I thought that once my daughter grew up I could put my mind reading skills to rest. Silly me.

Cassie and me, almost 24 years after the “what’s that” conversation. Now I drive her crazy. Funny how life worked that out.

When Cassie was 20, I dropped her off for a flight back to Florida, where she was living with friends. We said our teary goodbyes at 5:50 am and then I went home to crawl back in bed. At 7:50 am the phone rang.

“Mom. I’m in Washington and I don’t know where to go.”

I rubbed my eyes. “Well, I don’t know where you need to go. Ask someone who works at the airport.”

“There’s no one here,” she said matter-of-factly. “I’m going to miss my flight.”

I pictured my daughter standing completely alone in one of the nation’s busiest airports. “Look for someone wearing a uniform,” I suggested.

“I don’t know if they work here or are just pilots going to their flights.”

“No, I mean go to the ticket counter and ask for help.”

“There’s no one at the ticket counter.” Then she added, as if it explained everything, “We landed at a Delta gate but I’m flying US Air.”

“Well, any of the ticket agents can tell you how to get to your next gate.”

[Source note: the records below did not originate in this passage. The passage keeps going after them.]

// forge-core/src/sharepoint.rs
// ============================================================================
// Module: SharePoint Sync
// Description: Remote-folder sync configuration and per-item sync records.
// Purpose: Model what the sync orchestrator (forge-ingest) reads and
//          writes; Graph API calls themselves live in forge-providers.
// Dependencies: chrono, serde, serde_json
// ============================================================================

//! ## Overview
//! A [`SharePointSyncConfig`] owns one remote folder; each
//! [`SharePointSyncedDocument`] tracks one remote item by
//! `(sync_config_id, sharepoint_item_id)` across repeated syncs, comparing
//! ETags to decide new/unchanged/updated (§4.9).

// ============================================================================
// SECTION: Imports
// ============================================================================

use chrono::DateTime;
use chrono::Utc;
use serde::Deserialize;
use serde::Serialize;
use serde_json::Value as Json;

use crate::hashing::ContentHash;
use crate::ids::AssetId;
use crate::ids::OrganizationId;
use crate::ids::SharePointSyncConfigId;

// ============================================================================
// SECTION: Sync Config
// ============================================================================

/// Remote-folder sync configuration (§3 SharePointSyncConfig).
#[derive(Debug, Clone, Serialize, Deserialize)]
pub struct SharePointSyncConfig {
    /// Primary identifier.
    pub id: SharePointSyncConfigId,
    /// Owning tenant.
    pub organization_id: OrganizationId,
    /// Human-readable slug, used in storage paths (§4.4).
    pub slug: String,
    /// Remote site id.
    pub site_id: String,
    /// Remote drive id.
    pub drive_id: String,
    /// Root folder path within the drive.
    pub folder_path: String,
    /// Whether to recurse into subfolders.
    pub recursive: bool,
    /// Skip files larger than this, in bytes.
    pub max_file_size_bytes: Option<u64>,
    /// Shell-style include globs; empty means allow-all.
    #[serde(default)]
    pub include_patterns: Vec<String>,
    /// Shell-style exclude globs, checked first.
    #[serde(default)]
    pub exclude_patterns: Vec<String>,
    /// Live per-run progress/summary, written during `execute_sync`.
    pub stats: Json,
    /// Whether this config is currently synced.
    pub is_active: bool,
}

/// Sync-run phase recorded into [`SharePointSyncConfig::stats`] (§4.9).
#[derive(Debug, Clone, Copy, PartialEq, Eq, Serialize, Deserialize)]
#[serde(rename_all = "snake_case")]
pub enum SyncPhase {
    /// Walking inventory and syncing individual items.
    Syncing,
    /// Comparing prior synced documents against the observed set.
    DetectingDeletions,
    /// The sync run has finished.
    Completed,
}

// ============================================================================
// SECTION: Synced Document
// ============================================================================

/// Status of one remote item's local mirror.
#[derive(Debug, Clone, Copy, PartialEq, Eq, Serialize, Deserialize)]
#[serde(rename_all = "snake_case")]
pub enum SyncStatus {
    /// Present both locally and remotely, content up to date.
    Synced,
    /// Was observed before but is missing from the latest inventory.
    DeletedInSource,
    /// No longer referenced by any active sync config.
    Orphaned,
}

/// Classification of one inventory entry against prior sync state (§4.9).
#[derive(Debug, Clone, Copy, PartialEq, Eq)]
pub enum SyncClassification {
    /// No prior record: download and create a new asset.
    New,
    /// Prior record, ETag matches, not a full sync: nothing to do.
    Unchanged,
    /// Prior record, ETag differs or a full sync was requested: redownload.
    Updated,
}

/// Tracks one remote item across repeated syncs (§3
/// SharePointSyncedDocument).
#[derive(Debug, Clone, Serialize, Deserialize)]
pub struct SharePointSyncedDocument {
    /// The owning sync config.
    pub sync_config_id: SharePointSyncConfigId,
    /// Remote item identifier, stable across renames.
    pub sharepoint_item_id: String,
    /// The local asset mirroring this item.
    pub asset_id: AssetId,
    /// The remote item's ETag at last sync.
    pub sharepoint_etag: String,
    /// Content hash of the locally stored copy.
    pub content_hash: ContentHash,
    /// Current sync status.
    pub sync_status: SyncStatus,
    /// When this item was first observed missing from inventory.
    pub deleted_detected_at: Option<DateTime<Utc>>,
    /// Last time this item was synced (observed and reconciled).
    pub last_synced_at: DateTime<Utc>,
}

impl SharePointSyncedDocument {
    /// Classifies an inventory entry against this prior record (§4.9
    /// step 2).
    #[must_use]
    pub fn classify(&self, observed_etag: &str, full_sync: bool) -> SyncClassification {
        if !full_sync && self.sharepoint_etag == observed_etag {
            SyncClassification::Unchanged
        } else {
            SyncClassification::Updated
        }
    }

    /// Applies the `unchanged` outcome: bumps `last_synced_at` and clears
    /// a stale `deleted_in_source` status (§4.9 step 2).
    pub fn mark_unchanged(&mut self, now: DateTime<Utc>) {
        self.last_synced_at = now;
        if self.sync_status == SyncStatus::DeletedInSource {
            self.sync_status = SyncStatus::Synced;
            self.deleted_detected_at = None;
        }
    }

    /// Applies the `updated` outcome (§4.9 step 2).
    pub fn mark_updated(&mut self, new_etag: impl Into<String>, new_hash: ContentHash, now: DateTime<Utc>) {
        self.sharepoint_etag = new_etag.into();
        self.content_hash = new_hash;
        self.sync_status = SyncStatus::Synced;
        self.deleted_detected_at = None;
        self.last_synced_at = now;
    }

    /// Marks this document missing from the latest inventory (§4.9 step 3).
    pub fn mark_deleted_in_source(&mut self, now: DateTime<Utc>) {
        if self.sync_status != SyncStatus::DeletedInSource {
            self.sync_status = SyncStatus::DeletedInSource;
            self.deleted_detected_at = Some(now);
        }
    }
}

#[cfg(test)]
mod tests {
    use super::*;

    fn now() -> DateTime<Utc> {
        #[allow(clippy::unwrap_used, reason = "fixed literal timestamp is always valid")]
        DateTime::<Utc>::from_timestamp(0, 0).unwrap()
    }

    fn document() -> SharePointSyncedDocument {
        SharePointSyncedDocument {
            sync_config_id: SharePointSyncConfigId::new(),
            sharepoint_item_id: "item-1".to_string(),
            asset_id: AssetId::new(),
            sharepoint_etag: "etag-1".to_string(),
            content_hash: ContentHash::of(b"v1"),
            sync_status: SyncStatus::Synced,
            deleted_detected_at: None,
            last_synced_at: now(),
        }
    }

    #[test]
    fn matching_etag_without_full_sync_is_unchanged() {
        let document = document();
        assert_eq!(document.classify("etag-1", false), SyncClassification::Unchanged);
    }

    #[test]
    fn differing_etag_is_updated() {
        let document = document();
        assert_eq!(document.classify("etag-2", false), SyncClassification::Updated);
    }

    #[test]
    fn full_sync_forces_updated_even_with_matching_etag() {
        let document = document();
        assert_eq!(document.classify("etag-1", true), SyncClassification::Updated);
    }

    #[test]
    fn mark_unchanged_clears_deleted_in_source() {
        let mut document = document();
        document.sync_status = SyncStatus::DeletedInSource;
        document.deleted_detected_at = Some(now());
        document.mark_unchanged(now());
        assert_eq!(document.sync_status, SyncStatus::Synced);
        assert_eq!(document.deleted_detected_at, None);
    }

    #[test]
    fn mark_deleted_in_source_is_idempotent_on_timestamp() {
        let mut document = document();
        document.mark_deleted_in_source(now());
        let first = document.deleted_detected_at;
        document.mark_deleted_in_source(now());
        assert_eq!(document.deleted_detected_at, first);
    }
}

“I don’t KNOW what my next gate is.”

“Then you need to look for that big bank of television screens and find your flight number on the monitor. That’ll tell you what gate to go to.”

“MOM! I don’t know where to go!”

“When does your flight board?”

“Right NOW.”

“Well, I can’t help you from ROCHESTER. Go find someone who works at the air…”

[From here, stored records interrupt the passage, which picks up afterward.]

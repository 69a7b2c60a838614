// forge-server/src/lib.rs
// ============================================================================
// Crate: forge-server
// Description: The HTTP API surface (§6.1) — runs, assets, bulk upload,
//              scheduled tasks, and queue administration over axum.
// Dependencies: axum, forge-core, forge-ingest, forge-queue, forge-scheduler,
//               tokio, tower-http, tracing
// ============================================================================

#![cfg_attr(test, allow(clippy::unwrap_used, clippy::expect_used, missing_docs))]

//! ## Overview
//! Every route resolves a [`tenant::TenantContext`] before touching a
//! store (document-scoped paths never see another tenant's rows), and
//! every handler returns `Result<_, error::ApiError>` so the §7 error
//! taxonomy is enforced in one place rather than re-derived per handler.
//! [`state::AppState`] is the composition root `forge-cli` wires at
//! startup; [`router::build_router`] turns it into a servable [`axum::Router`].

pub mod error;
pub mod ports;
pub mod router;
pub mod routes;
pub mod state;
pub mod tenant;

pub use error::ApiError;
pub use router::build_router;
pub use state::AppState;
pub use tenant::TenantContext;
pub use tenant::ORGANIZATION_HEADER;

/// Binds `router` to `addr` and serves it until the process receives a
/// shutdown signal, the same `tokio::net::TcpListener::bind` plus
/// `axum::serve` shape `decision-gate-mcp::server::serve_http` uses for its
/// own non-TLS path.
///
/// # Errors
///
/// Returns an I/O error when the address cannot be bound or the listener
/// fails.
pub async fn serve(router: axum::Router, addr: std::net::SocketAddr) -> std::io::Result<()> {
    let listener = tokio::net::TcpListener::bind(addr).await?;
    tracing::info!(%addr, "forge-server listening");
    axum::serve(listener, router.into_make_service()).await
}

She hung up on me. A few minutes later the phone rang again.

“Mom. OK, so I asked some guy and he looked at my ticket and told me to go to Gate 25.”

“OK, so your flight’s leaving from Gate 25.”

“No, a guy at gate 25 told me to wait here for the shuttle. Am I supposed to get on the shuttle?”

“I don’t know! Ask someone who works at the AIRPORT.”

“Mom! I’m going to miss my flight! What should I do?”


“Nice, Mom. You don’t need to yell.”

“Well I can’t help you from …”

She cut me off by hanging up again. I banged the receiver on the table. Then I leaned back on the pillows, took a few deep breaths, and redialed. Busy. I tried again.

“Cassie, when we flew through Reagan last time, I seem to remember having to take a shuttle between terminals …”

“Mom. I figured it out.”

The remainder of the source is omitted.